Amusingly, this produces the result that almost every technology is faster
every other tech, with the exception of the technologies that are vastly more
powerful than something else, but still at least as fast (i.e., Python is at
least as fast as C at some task, so it must be as fast as C in general,
right?).

(The natural reaction to _that_ is to assume that there is no such thing as
speed differences, but, alas, that's not true either. No easy answers! There
are things that are faster than other things at some tasks. And there are jobs
where you really need to know which is which because even today, the
difference between a 50-node cluster and 1 machine that does it all is quite
monetarily significant....)

------
niix
The final point of the argument is the best to me. I originally chose using
React because it appeared different from everything else. Thus far I feel I
have been able to be much more productive and also think about things in my
web application differently. The fact that is it fast is only secondary to the
fact that I feel I can great a robust and maintainable codebase with more ease
than I could with other frameworks.

------
Kiro
Seems strange that you have to use "track by" to get a speed up when it's
meant to be used for something completely different. Is this really a "fix" to
slow ng-repeats? Are there any side effects?

------
boroboro
How is something 310% slower. My physics professor would have slapped me for
such sloppiness in wording.

------
JDDunn9
I think many of the "advantages" of ReactJS are just hype

\- Immutable data, one directional data flow are easier to learn, understand,
harder to break etc. - This isn't anything new, these are just concepts taken
from declarative programming. You could always have used those concepts in
your JS. They aren't better/worse than imperative programming. That's like
saying Haskell is better than C++.

\- Two-way binding creates infinite loops! - Umm... not if you're a half-
decent programmer. I've worked with complex single page apps for years, even
with junior developers, it's never been a problem.

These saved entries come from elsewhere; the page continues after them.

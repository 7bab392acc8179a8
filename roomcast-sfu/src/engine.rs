//! Transport engine boundary
//!
//! The relay drives every connection through these traits; ICE, DTLS and
//! the media plane live in an external real-time-media engine. Session
//! descriptions and candidates are the `webrtc` crate types, so payloads
//! relayed to clients keep the engine's own serialization.

use async_trait::async_trait;
use serde::{Deserialize, Serialize};
use std::fmt;
use std::sync::Arc;
use tokio::sync::mpsc;
use webrtc::ice_transport::ice_candidate::RTCIceCandidateInit;
use webrtc::peer_connection::sdp::session_description::RTCSessionDescription;

/// Which side of the server a connection faces.
#[derive(Debug, Clone, Copy, PartialEq, Eq, Serialize, Deserialize)]
#[serde(rename_all = "lowercase")]
pub enum ConnectionDirection {
    /// The peer's own media flowing into the server.
    In,
    /// The server forwarding media out to the peer.
    Out,
}

impl ConnectionDirection {
    #[must_use]
    pub const fn as_str(&self) -> &'static str {
        match self {
            Self::In => "in",
            Self::Out => "out",
        }
    }
}

impl fmt::Display for ConnectionDirection {
    fn fmt(&self, f: &mut fmt::Formatter<'_>) -> fmt::Result {
        write!(f, "{}", self.as_str())
    }
}

/// Which of the engine's state machines a state-change event refers to.
#[derive(Debug, Clone, Copy, PartialEq, Eq, Serialize, Deserialize)]
pub enum StateKind {
    Connection,
    IceConnection,
    IceGathering,
    Signaling,
}

impl StateKind {
    /// Name used in the published state-change event.
    #[must_use]
    pub const fn as_str(&self) -> &'static str {
        match self {
            Self::Connection => "connectionState",
            Self::IceConnection => "iceConnectionState",
            Self::IceGathering => "iceGatheringState",
            Self::Signaling => "signalingState",
        }
    }
}

impl fmt::Display for StateKind {
    fn fmt(&self, f: &mut fmt::Formatter<'_>) -> fmt::Result {
        write!(f, "{}", self.as_str())
    }
}

/// Event pushed by the engine for a single connection.
pub enum ConnectionEvent {
    /// A local ICE candidate was gathered.
    IceCandidate(RTCIceCandidateInit),
    /// A remote media stream arrived (inbound connections only).
    Track(Arc<dyn MediaStream>),
    /// A track disappeared from the connection's current remote stream.
    TrackRemoved,
    /// The engine wants a (re)negotiation.
    NegotiationNeeded,
    /// One of the engine's state machines changed.
    StateChange { kind: StateKind, value: String },
}

impl fmt::Debug for ConnectionEvent {
    fn fmt(&self, f: &mut fmt::Formatter<'_>) -> fmt::Result {
        match self {
            Self::IceCandidate(c) => f.debug_tuple("IceCandidate").field(&c.candidate).finish(),
            Self::Track(stream) => f.debug_tuple("Track").field(&stream.id()).finish(),
            Self::TrackRemoved => write!(f, "TrackRemoved"),
            Self::NegotiationNeeded => write!(f, "NegotiationNeeded"),
            Self::StateChange { kind, value } => f
                .debug_struct("StateChange")
                .field("kind", kind)
                .field("value", value)
                .finish(),
        }
    }
}

/// Handle to a media track owned by the engine.
pub trait MediaTrack: Send + Sync {
    fn id(&self) -> &str;

    /// Stop the track and release its media resources.
    fn stop(&self);
}

/// Handle to a media stream (a set of tracks) owned by the engine.
pub trait MediaStream: Send + Sync {
    fn id(&self) -> &str;

    fn tracks(&self) -> Vec<Arc<dyn MediaTrack>>;
}

/// Handle to an RTP sender installed on a connection.
pub trait TrackSender: Send + Sync {
    /// Id of the track currently bound to this sender, if any.
    fn track_id(&self) -> Option<String>;
}

/// A single transport connection.
///
/// The same surface serves both roles: the inbound connection terminating a
/// peer's media at the server (the server answers) and each outbound
/// connection forwarding media toward a peer (the server offers). The
/// engine owns the negotiation-state machine and is the only guard against
/// illegal concurrent transitions; callers catch and report its errors.
#[async_trait]
pub trait MediaConnection: Send + Sync {
    async fn create_offer(&self) -> anyhow::Result<RTCSessionDescription>;

    async fn create_answer(&self) -> anyhow::Result<RTCSessionDescription>;

    async fn set_local_description(&self, desc: RTCSessionDescription) -> anyhow::Result<()>;

    async fn set_remote_description(&self, desc: RTCSessionDescription) -> anyhow::Result<()>;

    /// Current local description, reflecting any engine-side rewriting that
    /// happened after [`Self::set_local_description`].
    async fn local_description(&self) -> Option<RTCSessionDescription>;

    /// Apply a remote candidate. Candidates arriving before the matching
    /// description are buffered or rejected by the engine, not by the relay.
    async fn add_ice_candidate(&self, candidate: RTCIceCandidateInit) -> anyhow::Result<()>;

    /// RTP senders currently installed on the connection.
    fn senders(&self) -> Vec<Arc<dyn TrackSender>>;

    fn add_track(
        &self,
        track: Arc<dyn MediaTrack>,
        stream: &Arc<dyn MediaStream>,
    ) -> anyhow::Result<Arc<dyn TrackSender>>;

    fn remove_track(&self, sender: &Arc<dyn TrackSender>) -> anyhow::Result<()>;

    /// Close the connection. Outstanding negotiation steps must fail safely
    /// afterwards, and the connection's event channel must end.
    async fn close(&self);
}

/// Creates engine connections; one factory serves the whole relay.
#[async_trait]
pub trait ConnectionFactory: Send + Sync {
    /// Create a connection configured with the given ICE servers, returning
    /// it together with the receiver of its engine events.
    async fn create_connection(
        &self,
        ice_servers: &[String],
    ) -> anyhow::Result<(Arc<dyn MediaConnection>, mpsc::Receiver<ConnectionEvent>)>;
}
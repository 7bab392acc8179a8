//! Relay configuration

use serde::{Deserialize, Serialize};

/// Relay configuration
#[derive(Debug, Clone, Serialize, Deserialize)]
pub struct RelayConfig {
    /// ICE server URLs handed to the transport engine for every connection
    pub ice_servers: Vec<String>,
    /// Drop a namespace from the registry when its last peer leaves
    pub prune_empty_namespaces: bool,
    /// Maximum peers per namespace (0 = unlimited)
    pub max_peers_per_namespace: usize,
}

impl Default for RelayConfig {
    fn default() -> Self {
        Self {
            ice_servers: vec!["stun:stun.l.google.com:19302".to_string()],
            prune_empty_namespaces: true,
            max_peers_per_namespace: 0,
        }
    }
}

#[cfg(test)]
mod tests {
    use super::*;

    #[test]
    fn test_default_config() {
        let config = RelayConfig::default();

        assert_eq!(config.ice_servers, vec!["stun:stun.l.google.com:19302"]);
        assert!(config.prune_empty_namespaces);
        assert_eq!(config.max_peers_per_namespace, 0);
    }

    #[test]
    fn test_config_serialization() {
        let config = RelayConfig::default();

        let json = serde_json::to_string(&config).unwrap();
        let deserialized: RelayConfig = serde_json::from_str(&json).unwrap();

        assert_eq!(deserialized.ice_servers, config.ice_servers);
        assert_eq!(
            deserialized.max_peers_per_namespace,
            config.max_peers_per_namespace
        );
    }
}
//! Negotiation engine
//!
//! Drives the offer/answer/candidate exchange per connection. Each
//! connection has exactly one offerer by construction: the relay offers on
//! the outbound connections it forwards media over, and only the origin
//! peer offers for its own inbound connection. That directionality is the
//! structural guard against offer/offer glare.
//!
//! Every failure here is wrapped into a coded [`RelayError`], published and
//! swallowed; the connection stays in whatever state the engine left it and
//! remains eligible for a later attempt.

use crate::engine::MediaConnection;
use crate::error::RelayError;
use crate::events::EventPublisher;
use crate::peer::PeerSession;
use crate::signaling::{SignalPayload, SignalingRelay};
use crate::types::{NamespaceId, PeerId};
use std::sync::Arc;
use tracing::debug;
use webrtc::ice_transport::ice_candidate::RTCIceCandidateInit;
use webrtc::peer_connection::sdp::session_description::RTCSessionDescription;

pub struct NegotiationEngine {
    relay: Arc<dyn SignalingRelay>,
    events: EventPublisher,
}

impl NegotiationEngine {
    pub fn new(relay: Arc<dyn SignalingRelay>, events: EventPublisher) -> Self {
        Self { relay, events }
    }

    /// Offer path: create an offer, apply it locally and relay it to the
    /// namespace, tagged with the forwarded peer's id when the connection
    /// is an outbound one.
    pub async fn negotiate(
        &self,
        conn: &Arc<dyn MediaConnection>,
        namespace: &NamespaceId,
        from: &PeerId,
        on: Option<&PeerId>,
    ) {
        debug!(namespace = %namespace, peer = %from, on = ?on, "negotiating");
        if let Err(cause) = self.try_negotiate(conn, namespace, from, on).await {
            self.events.publish_error(RelayError::Negotiation {
                peer: from.clone(),
                on: on.cloned(),
                cause,
            });
        }
    }

    async fn try_negotiate(
        &self,
        conn: &Arc<dyn MediaConnection>,
        namespace: &NamespaceId,
        from: &PeerId,
        on: Option<&PeerId>,
    ) -> anyhow::Result<()> {
        let offer = conn.create_offer().await?;
        conn.set_local_description(offer.clone()).await?;
        // relay whatever the engine settled on, not the pristine offer
        let data = conn.local_description().await.unwrap_or(offer);
        self.relay
            .send(
                namespace,
                SignalPayload::Sdp {
                    data,
                    on: on.cloned(),
                },
                from,
            )
            .await
    }

    /// Inbound offer: only the origin peer offers for its own upstream, so
    /// this always targets the sender's inbound connection. Apply the
    /// offer, answer it and relay the answer back untagged.
    pub async fn handle_offer(&self, session: &PeerSession, offer: RTCSessionDescription) {
        if let Err(cause) = self.try_handle_offer(session, offer).await {
            self.events.publish_error(RelayError::OfferHandling {
                peer: session.peer_id.clone(),
                cause,
            });
        }
    }

    async fn try_handle_offer(
        &self,
        session: &PeerSession,
        offer: RTCSessionDescription,
    ) -> anyhow::Result<()> {
        let conn = session.inbound();
        conn.set_remote_description(offer).await?;
        let answer = conn.create_answer().await?;
        conn.set_local_description(answer.clone()).await?;
        let data = conn.local_description().await.unwrap_or(answer);
        self.relay
            .send(
                &session.namespace,
                SignalPayload::Sdp { data, on: None },
                &session.peer_id,
            )
            .await
    }

    /// Inbound answer for the outbound connection named by the `on` tag. A
    /// missing tag or missing connection is a reported error, not a panic.
    pub async fn handle_answer(
        &self,
        session: &PeerSession,
        on: Option<PeerId>,
        answer: RTCSessionDescription,
    ) {
        let Some(on) = on else {
            self.events.publish_error(RelayError::MissingConnection {
                peer: session.peer_id.clone(),
                on: None,
            });
            return;
        };
        let Some(conn) = session.outbound_to(&on) else {
            self.events.publish_error(RelayError::MissingConnection {
                peer: session.peer_id.clone(),
                on: Some(on),
            });
            return;
        };
        if let Err(cause) = conn.set_remote_description(answer).await {
            self.events.publish_error(RelayError::AnswerHandling {
                peer: session.peer_id.clone(),
                on,
                cause,
            });
        }
    }

    /// Remote candidate: inbound connection when untagged, the tagged
    /// outbound connection otherwise. Early candidates the engine refuses
    /// to buffer come back as reported errors.
    pub async fn handle_candidate(
        &self,
        session: &PeerSession,
        on: Option<PeerId>,
        candidate: RTCIceCandidateInit,
    ) {
        let conn = match &on {
            Some(source) => match session.outbound_to(source) {
                Some(conn) => conn,
                None => {
                    self.events.publish_error(RelayError::MissingConnection {
                        peer: session.peer_id.clone(),
                        on,
                    });
                    return;
                }
            },
            None => session.inbound(),
        };
        if let Err(cause) = conn.add_ice_candidate(candidate).await {
            self.events.publish_error(RelayError::Candidate {
                peer: session.peer_id.clone(),
                on,
                cause,
            });
        }
    }

    /// Relay a locally gathered candidate to the namespace.
    pub async fn send_candidate(
        &self,
        namespace: &NamespaceId,
        from: &PeerId,
        on: Option<&PeerId>,
        candidate: RTCIceCandidateInit,
    ) {
        let payload = SignalPayload::Cdt {
            data: candidate,
            on: on.cloned(),
        };
        if let Err(cause) = self.relay.send(namespace, payload, from).await {
            self.events.publish_error(RelayError::RelaySend {
                namespace: namespace.clone(),
                peer: from.clone(),
                cause,
            });
        }
    }
}
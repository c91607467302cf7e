//! CPU variant configuration.

/// Which member of the family, and so which quirks and opcode table.
#[derive(Debug, Clone, Copy, PartialEq, Eq, Default)]
#[cfg_attr(feature = "serde", derive(serde::Serialize, serde::Deserialize))]
pub enum Variant {
    /// C64/C128 main CPU: full NMOS opcode set.
    #[default]
    Mos6510,
    /// Disk drive CPU: NMOS opcode set plus the byte-ready (SO pin) quirk.
    Mos6502,
    /// Documented opcodes only; every undocumented encoding jams.
    Documented,
}

/// Construction-time CPU options.
#[derive(Debug, Clone, Copy, PartialEq, Eq)]
#[cfg_attr(feature = "serde", derive(serde::Serialize, serde::Deserialize))]
pub struct CpuConfig {
    pub variant: Variant,
    /// Chip-dependent constant ORed into A by ANE ($8B).
    pub ane_magic: u8,
    /// Chip-dependent constant ORed into A by LXA ($AB).
    pub lxa_magic: u8,
    /// Offer every BRK to [`Host::rom_trap`](crate::Host::rom_trap).
    pub rom_traps: bool,
}

impl Default for CpuConfig {
    fn default() -> Self {
        Self {
            variant: Variant::Mos6510,
            ane_magic: 0xEE,
            lxa_magic: 0xEE,
            rom_traps: false,
        }
    }
}

impl CpuConfig {
    /// Drive CPU defaults.
    #[must_use]
    pub fn drive() -> Self {
        Self {
            variant: Variant::Mos6502,
            rom_traps: true,
            ..Self::default()
        }
    }
}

\- ReactJS is so much faster - Only in unrealistic benchmarks as this
illustrates (Mithril is faster in those benchmarks BTW)

React also has a few major downsides:

\- JSX breaks your IDE's error checking and line numbers in error messages
(and not using JSX is a pain/verbose)

\- Being only the V in MVC leaves out too much. Now you have to patch together
a URL router, http/socket communication script, custom solution for managing
the model, etc.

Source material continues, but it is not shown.